Fatal Injuries
This website provides county and health district data for specific types of fatal injuries. Fatal injuries are accidents, self-harm, assaults or other external causes that lead to death. Specifically, these are deaths resulting from bodily harm that can be caused by fires, motor vehicle crashes, drowning, sharp objects, firearms, suffocation, falling, poisoning and more. Injuries may be unintentional, self-related harm or assault-related. This data includes medical mistakes, though these deaths are suspected to be under-reported.
Injury Matrix Framework: In the Michigan death records, causes of death are categorized using ICD-10 codes; the ICD-10 codes are grouped into broader categories according to the NCHS ICD Injury Matrix Framework (e.g., ICD–10 codes W75–W84 are used to indicate deaths due to unintentional suffocation). These categories may be viewed at the National Center of Health Statistics Tools and Frameworks website; an ICD-10 cause of death grouping table is also provided on the Michigan state fatal injury website.
Options: You may view a fatal injury table by selecting a cause on the left side of the page.
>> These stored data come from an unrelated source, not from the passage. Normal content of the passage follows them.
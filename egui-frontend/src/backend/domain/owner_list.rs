//! # Owner List
//!
//! Ordered, growable list of the dog's owners. The list always holds at least
//! one owner and the first owner can never be removed. Display numbers and
//! the visibility of the remove control are derived from the position alone,
//! so they are correct again immediately after any add or remove.

use log::{info, warn};
use shared::OwnerRecord;

use crate::backend::domain::errors::OwnerListError;

/// Read-only view of one owner section for UI binding
#[derive(Debug, Clone, Copy, PartialEq, Eq)]
pub struct OwnerSlot<'a> {
    /// Zero-based position in the list
    pub index: usize,
    /// One-based number shown as "Owner N"
    pub display_number: usize,
    /// Whether the section shows a remove control
    pub removable: bool,
    pub owner: &'a OwnerRecord,
}

#[derive(Debug, Clone, PartialEq, Eq)]
pub struct OwnerList {
    owners: Vec<OwnerRecord>,
}

impl OwnerList {
    /// Create a list holding the mandatory first owner with empty fields
    pub fn new() -> Self {
        Self {
            owners: vec![OwnerRecord::default()],
        }
    }

    pub fn len(&self) -> usize {
        self.owners.len()
    }

    /// Always false; kept for the `len`/`is_empty` pair
    pub fn is_empty(&self) -> bool {
        self.owners.is_empty()
    }

    /// Append an owner with empty fields and return its display number
    pub fn add_owner(&mut self) -> usize {
        self.owners.push(OwnerRecord::default());
        let display_number = self.owners.len();
        info!("👤 OWNERS: Added Owner {}", display_number);
        display_number
    }

    /// Remove the owner at zero-based `index`, shifting later owners down.
    ///
    /// Index 0 is refused with [`OwnerListError::InvalidOperation`] and the
    /// list is left untouched.
    pub fn remove_owner(&mut self, index: usize) -> Result<OwnerRecord, OwnerListError> {
        if index == 0 {
            warn!("⚠️ OWNERS: Refusing to remove the first owner");
            return Err(OwnerListError::InvalidOperation { position: index });
        }
        if index >= self.owners.len() {
            warn!(
                "⚠️ OWNERS: No owner at index {} (list has {})",
                index,
                self.owners.len()
            );
            return Err(OwnerListError::OutOfRange {
                position: index,
                len: self.owners.len(),
            });
        }

        let removed = self.owners.remove(index);
        info!(
            "👤 OWNERS: Removed Owner {}, {} owner(s) remain",
            Self::display_number(index),
            self.owners.len()
        );
        Ok(removed)
    }

    pub fn display_number(index: usize) -> usize {
        index + 1
    }

    pub fn title(index: usize) -> String {
        format!("Owner {}", Self::display_number(index))
    }

    pub fn is_removable(index: usize) -> bool {
        index != 0
    }

    pub fn owner(&self, index: usize) -> Option<&OwnerRecord> {
        self.owners.get(index)
    }

    pub fn owner_mut(&mut self, index: usize) -> Option<&mut OwnerRecord> {
        self.owners.get_mut(index)
    }

    pub fn owners(&self) -> &[OwnerRecord] {
        &self.owners
    }

    pub fn slots(&self) -> impl Iterator<Item = OwnerSlot<'_>> {
        self.owners.iter().enumerate().map(|(index, owner)| OwnerSlot {
            index,
            display_number: Self::display_number(index),
            removable: Self::is_removable(index),
            owner,
        })
    }

    pub fn iter_mut(&mut self) -> impl Iterator<Item = (usize, &mut OwnerRecord)> {
        self.owners.iter_mut().enumerate()
    }

    /// Copy of the owners in order, for record assembly
    pub fn to_records(&self) -> Vec<OwnerRecord> {
        self.owners.clone()
    }
}

impl Default for OwnerList {
    fn default() -> Self {
        Self::new()
    }
}

#[cfg(test)]
mod tests {
    use super::*;

    fn named(first_name: &str) -> OwnerRecord {
        OwnerRecord {
            first_name: first_name.to_string(),
            ..OwnerRecord::default()
        }
    }

    fn assert_contiguous(list: &OwnerList) {
        let numbers: Vec<usize> = list.slots().map(|slot| slot.display_number).collect();
        let expected: Vec<usize> = (1..=list.len()).collect();
        assert_eq!(numbers, expected);

        for slot in list.slots() {
            assert_eq!(slot.removable, slot.index != 0);
        }
    }

    #[test]
    fn test_new_list_has_one_empty_owner() {
        let list = OwnerList::new();
        assert_eq!(list.len(), 1);
        assert!(!list.is_empty());
        assert_eq!(list.owner(0), Some(&OwnerRecord::default()));
        assert!(!OwnerList::is_removable(0));
    }

    #[test]
    fn test_add_owner_returns_display_number() {
        let mut list = OwnerList::new();
        assert_eq!(list.add_owner(), 2);
        assert_eq!(list.add_owner(), 3);
        assert_eq!(list.len(), 3);
        assert_eq!(OwnerList::title(2), "Owner 3");
    }

    #[test]
    fn test_remove_first_owner_is_rejected() {
        let mut list = OwnerList::new();
        list.add_owner();
        list.owner_mut(0).unwrap().first_name = "Anna".to_string();
        let before = list.clone();

        let result = list.remove_owner(0);
        assert_eq!(result, Err(OwnerListError::InvalidOperation { position: 0 }));
        assert_eq!(list, before);
    }

    #[test]
    fn test_remove_out_of_range_is_rejected() {
        let mut list = OwnerList::new();
        let result = list.remove_owner(3);
        assert_eq!(result, Err(OwnerListError::OutOfRange { position: 3, len: 1 }));
        assert_eq!(list.len(), 1);
    }

    #[test]
    fn test_remove_middle_owner_renumbers() {
        let mut list = OwnerList::new();
        list.add_owner();
        list.add_owner();
        *list.owner_mut(0).unwrap() = named("first");
        *list.owner_mut(1).unwrap() = named("second");
        *list.owner_mut(2).unwrap() = named("third");

        // "Owner 2" in the UI is index 1
        let removed = list.remove_owner(1).unwrap();
        assert_eq!(removed.first_name, "second");
        assert_eq!(list.len(), 2);

        let slot = list.slots().nth(1).unwrap();
        assert_eq!(slot.owner.first_name, "third");
        assert_eq!(slot.display_number, 2);
        assert!(slot.removable);
        assert_contiguous(&list);
    }

    #[test]
    fn test_random_add_remove_keeps_invariants() {
        let mut list = OwnerList::new();
        let mut seed: u64 = 0x5eed;

        for _ in 0..500 {
            seed = seed.wrapping_mul(6364136223846793005).wrapping_add(1442695040888963407);
            let roll = (seed >> 33) as usize;

            if roll % 3 == 0 {
                list.add_owner();
            } else {
                let index = roll % (list.len() + 1);
                let before = list.len();
                match list.remove_owner(index) {
                    Ok(_) => assert_eq!(list.len(), before - 1),
                    Err(_) => assert_eq!(list.len(), before),
                }
                if index == 0 {
                    assert_eq!(list.len(), before);
                }
            }

            assert!(list.len() >= 1);
            assert_contiguous(&list);
        }
    }

    #[test]
    fn test_iter_mut_binds_by_index() {
        let mut list = OwnerList::new();
        list.add_owner();
        for (index, owner) in list.iter_mut() {
            owner.country = format!("Country {}", index);
        }
        assert_eq!(list.owners()[1].country, "Country 1");
        assert_eq!(list.to_records().len(), 2);
    }
}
Gender and type of rate (crude or age-adjusted) can be selected using the options toward the bottom. In order to insure that the rates and other data are statistically reliable, the data may be censored for smaller populations. In cases of trends, you may be able to display less censored data by selecting a greater time period (single, three or five-year). In order to insure statistical reliability, rates by age are only shown as five-year averages. Numbers of specific causes of fatal injury by age are not shown in the community section.